Hi (((((Finished and Hopefull and Forum)))))
I'm feeling lonely, sad, lost, depressed. Been sleeping alot.Saw wacko boy last week, as I was driving by him downtown. Shook me up just seeing him, I don't think he spotted me.He looked really psycho. I still am having so many problems just absorbing what what was done to me. It still feels so unreal. I think it takes a long time for the shock to wear off. I've stopped posting for now. Its just too traumatic for me , dredging it up, started losing my hair again at the front. Plus its starts the thoughts whirling again.After all my hair fell out in September 2000, I started growing it back on my head, but it was pure white, and only in a few spots, like fuzz, or an old ladies hair that is 110 years old. Wore a hat all the time, to cover my head. Tried finding a wig but they looked hideous, or like a hookers. Anyways in March 2002, I got rearended by a large delivery truck. Totalled my vehicle, and I have had severe whiplash and problems with my arms ever since.The good news was for some weird reason, my real hair started growing back in, about 2 weeks after the accident. By July 2002 , I had enough hair to take that hat off. It feels so good to have hair again. Looks really cool with the white interspersed with it.

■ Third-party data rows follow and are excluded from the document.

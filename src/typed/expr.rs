//! Typed expression trees
//!
//! A [`TypedExpr<T>`] is a tree whose static index `T` names the type it
//! evaluates to. Subtrees whose type is fixed by the node (the operands of
//! `+` and `>`, the predicate of a conditional) are stored at their static
//! index, so a numeric addition over a boolean cannot be written down.
//!
//! Subtrees whose index is only known at runtime (a bound value, a function
//! body, both sides of an application) are stored as [`SomeTypedExpr`]: a
//! node paired with its descriptor. The checked constructors on
//! `SomeTypedExpr` compare descriptors before building a node, and
//! [`SomeTypedExpr::cast`] recovers a static index by consulting the witness.

use std::fmt;
use std::marker::PhantomData;
use std::rc::Rc;

use crate::ast::Expression;
use crate::types::{Type, TypeError};

use super::witness::{Bool, Equal, Fun, Num, Ty};

#[derive(Debug)]
pub(crate) enum Node {
    Number(i64),
    Boolean(bool),
    Add(TypedExpr<Num>, TypedExpr<Num>),
    GreaterThan(TypedExpr<Num>, TypedExpr<Num>),
    /// Both branches have the type of the whole node
    Conditional {
        predicate: TypedExpr<Bool>,
        on_true: Rc<Node>,
        on_false: Rc<Node>,
    },
    /// The body has the type of the whole node
    Binding {
        name: String,
        value: SomeTypedExpr,
        body: Rc<Node>,
    },
    /// `value` has type `annotation`, the body that of the whole node
    RecursiveBinding {
        name: String,
        annotation: Type,
        value: Rc<Node>,
        body: Rc<Node>,
    },
    Reference(String),
    Function {
        parameter: String,
        parameter_ty: Type,
        body: SomeTypedExpr,
    },
    Apply {
        function: SomeTypedExpr,
        argument: SomeTypedExpr,
    },
}

/// An expression statically known to evaluate to a `T`.
pub struct TypedExpr<T> {
    node: Rc<Node>,
    marker: PhantomData<fn() -> T>,
}

impl<T> Clone for TypedExpr<T> {
    fn clone(&self) -> Self {
        TypedExpr {
            node: self.node.clone(),
            marker: PhantomData,
        }
    }
}

impl<T: Ty> fmt::Debug for TypedExpr<T> {
    fn fmt(&self, f: &mut fmt::Formatter<'_>) -> fmt::Result {
        f.debug_struct("TypedExpr")
            .field("ty", &T::descriptor())
            .field("node", &self.node)
            .finish()
    }
}

impl<T: Ty> TypedExpr<T> {
    fn from_node(node: Node) -> Self {
        Self::from_rc(Rc::new(node))
    }

    fn from_rc(node: Rc<Node>) -> Self {
        TypedExpr {
            node,
            marker: PhantomData,
        }
    }

    pub(crate) fn node(&self) -> &Node {
        &self.node
    }

    pub fn ty(&self) -> Type {
        T::descriptor()
    }

    /// Forget the static index, keeping it as a runtime descriptor.
    pub fn erase(self) -> SomeTypedExpr {
        SomeTypedExpr {
            node: self.node,
            ty: T::descriptor(),
        }
    }

    pub fn conditional(
        predicate: TypedExpr<Bool>,
        on_true: TypedExpr<T>,
        on_false: TypedExpr<T>,
    ) -> Self {
        Self::from_node(Node::Conditional {
            predicate,
            on_true: on_true.node,
            on_false: on_false.node,
        })
    }

    pub fn binding<A: Ty>(name: impl Into<String>, value: TypedExpr<A>, body: TypedExpr<T>) -> Self {
        Self::from_node(Node::Binding {
            name: name.into(),
            value: value.erase(),
            body: body.node,
        })
    }

    pub fn recursive_binding<A: Ty, B: Ty>(
        name: impl Into<String>,
        value: TypedExpr<Fun<A, B>>,
        body: TypedExpr<T>,
    ) -> Self {
        Self::from_node(Node::RecursiveBinding {
            name: name.into(),
            annotation: <Fun<A, B>>::descriptor(),
            value: value.node,
            body: body.node,
        })
    }

    /// A reference claimed to have type `T`.
    ///
    /// Nothing here ties the claim to the binding the name will resolve to;
    /// the typed interpreter compares the claim with the binding's witness
    /// and fails with a witness mismatch if they differ.
    pub fn reference(name: impl Into<String>) -> Self {
        Self::from_node(Node::Reference(name.into()))
    }

    pub fn apply<A: Ty>(function: TypedExpr<Fun<A, T>>, argument: TypedExpr<A>) -> Self {
        Self::from_node(Node::Apply {
            function: function.erase(),
            argument: argument.erase(),
        })
    }

    /// The untyped expression this tree was built from.
    pub fn to_expression(&self) -> Expression {
        to_expression(&self.node)
    }
}

impl TypedExpr<Num> {
    pub fn number(n: i64) -> Self {
        Self::from_node(Node::Number(n))
    }

    pub fn add(left: TypedExpr<Num>, right: TypedExpr<Num>) -> Self {
        Self::from_node(Node::Add(left, right))
    }
}

impl TypedExpr<Bool> {
    pub fn boolean(b: bool) -> Self {
        Self::from_node(Node::Boolean(b))
    }

    pub fn greater_than(left: TypedExpr<Num>, right: TypedExpr<Num>) -> Self {
        Self::from_node(Node::GreaterThan(left, right))
    }
}

impl<A: Ty, B: Ty> TypedExpr<Fun<A, B>> {
    pub fn function(parameter: impl Into<String>, body: TypedExpr<B>) -> Self {
        Self::from_node(Node::Function {
            parameter: parameter.into(),
            parameter_ty: A::descriptor(),
            body: body.erase(),
        })
    }
}

/// A typed expression whose index is only known at runtime.
#[derive(Debug, Clone)]
pub struct SomeTypedExpr {
    node: Rc<Node>,
    ty: Type,
}

impl SomeTypedExpr {
    pub(crate) fn node(&self) -> &Node {
        &self.node
    }

    pub fn ty(&self) -> &Type {
        &self.ty
    }

    /// Recover the static index `T` through the witness for `T`.
    pub fn cast<T: Ty>(self) -> Result<TypedExpr<T>, TypeError> {
        match T::witness().cast(&self.ty) {
            Some(proof) => Ok(proof.retag(self.node)),
            None => Err(TypeError::type_mismatch(T::descriptor(), self.ty)),
        }
    }

    /// Both branches must have the same descriptor.
    pub fn conditional(
        predicate: TypedExpr<Bool>,
        on_true: SomeTypedExpr,
        on_false: SomeTypedExpr,
    ) -> Result<Self, TypeError> {
        if on_true.ty != on_false.ty {
            return Err(TypeError::type_mismatch(on_true.ty, on_false.ty));
        }
        Ok(SomeTypedExpr {
            node: Rc::new(Node::Conditional {
                predicate,
                on_true: on_true.node,
                on_false: on_false.node,
            }),
            ty: on_true.ty,
        })
    }

    pub fn binding(name: impl Into<String>, value: SomeTypedExpr, body: SomeTypedExpr) -> Self {
        SomeTypedExpr {
            node: Rc::new(Node::Binding {
                name: name.into(),
                value,
                body: body.node,
            }),
            ty: body.ty,
        }
    }

    /// `annotation` must be a function type and match the value's descriptor.
    pub fn recursive_binding(
        name: impl Into<String>,
        annotation: Type,
        value: SomeTypedExpr,
        body: SomeTypedExpr,
    ) -> Result<Self, TypeError> {
        if !annotation.is_function() {
            return Err(TypeError::not_a_function(annotation));
        }
        if value.ty != annotation {
            return Err(TypeError::type_mismatch(annotation, value.ty));
        }
        Ok(SomeTypedExpr {
            node: Rc::new(Node::RecursiveBinding {
                name: name.into(),
                annotation,
                value: value.node,
                body: body.node,
            }),
            ty: body.ty,
        })
    }

    /// A reference claimed to have type `ty`; see [`TypedExpr::reference`].
    pub fn reference(name: impl Into<String>, ty: Type) -> Self {
        SomeTypedExpr {
            node: Rc::new(Node::Reference(name.into())),
            ty,
        }
    }

    pub fn function(parameter: impl Into<String>, parameter_ty: Type, body: SomeTypedExpr) -> Self {
        let ty = Type::function(parameter_ty.clone(), body.ty.clone());
        SomeTypedExpr {
            node: Rc::new(Node::Function {
                parameter: parameter.into(),
                parameter_ty,
                body,
            }),
            ty,
        }
    }

    /// `function` must have a function type whose parameter matches the
    /// argument's descriptor.
    pub fn apply(function: SomeTypedExpr, argument: SomeTypedExpr) -> Result<Self, TypeError> {
        let (parameter_ty, result_ty) = function
            .ty
            .as_function()
            .ok_or_else(|| TypeError::not_a_function(function.ty.clone()))?;
        if parameter_ty != &argument.ty {
            return Err(TypeError::type_mismatch(
                parameter_ty.clone(),
                argument.ty.clone(),
            ));
        }
        let ty = result_ty.clone();
        Ok(SomeTypedExpr {
            node: Rc::new(Node::Apply { function, argument }),
            ty,
        })
    }

    /// The untyped expression this tree was built from, annotations included.
    pub fn to_expression(&self) -> Expression {
        to_expression(&self.node)
    }
}

impl<T: Ty> Equal<T> {
    fn retag(self, node: Rc<Node>) -> TypedExpr<T> {
        TypedExpr::from_rc(node)
    }
}

impl<T: Ty> From<TypedExpr<T>> for SomeTypedExpr {
    fn from(expr: TypedExpr<T>) -> Self {
        expr.erase()
    }
}

fn to_expression(node: &Node) -> Expression {
    match node {
        Node::Number(n) => Expression::number(*n),
        Node::Boolean(b) => Expression::boolean(*b),
        Node::Add(left, right) => Expression::add(left.to_expression(), right.to_expression()),
        Node::GreaterThan(left, right) => {
            Expression::greater_than(left.to_expression(), right.to_expression())
        }
        Node::Conditional {
            predicate,
            on_true,
            on_false,
        } => Expression::conditional(
            predicate.to_expression(),
            to_expression(on_true),
            to_expression(on_false),
        ),
        Node::Binding { name, value, body } => Expression::binding(
            name.clone(),
            value.to_expression(),
            to_expression(body),
        ),
        Node::RecursiveBinding {
            name,
            annotation,
            value,
            body,
        } => Expression::recursive_binding(
            name.clone(),
            annotation.clone(),
            to_expression(value),
            to_expression(body),
        ),
        Node::Reference(name) => Expression::reference(name.clone()),
        Node::Function {
            parameter,
            parameter_ty,
            body,
        } => Expression::function(parameter.clone(), parameter_ty.clone(), body.to_expression()),
        Node::Apply { function, argument } => {
            Expression::apply(function.to_expression(), argument.to_expression())
        }
    }
}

My eyebrows and eyelashes have come back, too. Unfortunately my armpit and leg hair too. LOL. The white is slowly falling out and my regular hair replacing it. I don't dare take a chance on losing it again, so I not posting again for a while. I can feel my scalp just start to tingle, whenever I post about the P. Settled up with the insurance company, last week, I didnt want to prolong it into a court case. Missed a lot of garage sales last year, because I felt so crappy. Thus my stock is way down,thus my sales, so was forced to settle early. Needed the money. It helped to pay off some of the debt I still owe, so has lightened my burden. Sorry to be so depressing, but this too shall pass. I read all of your posts, and I am rooting for all of you. Take care. Maybe it will be easier for me to talk once we get that CHAT line in. Hint, hint Diane.
Betrayed.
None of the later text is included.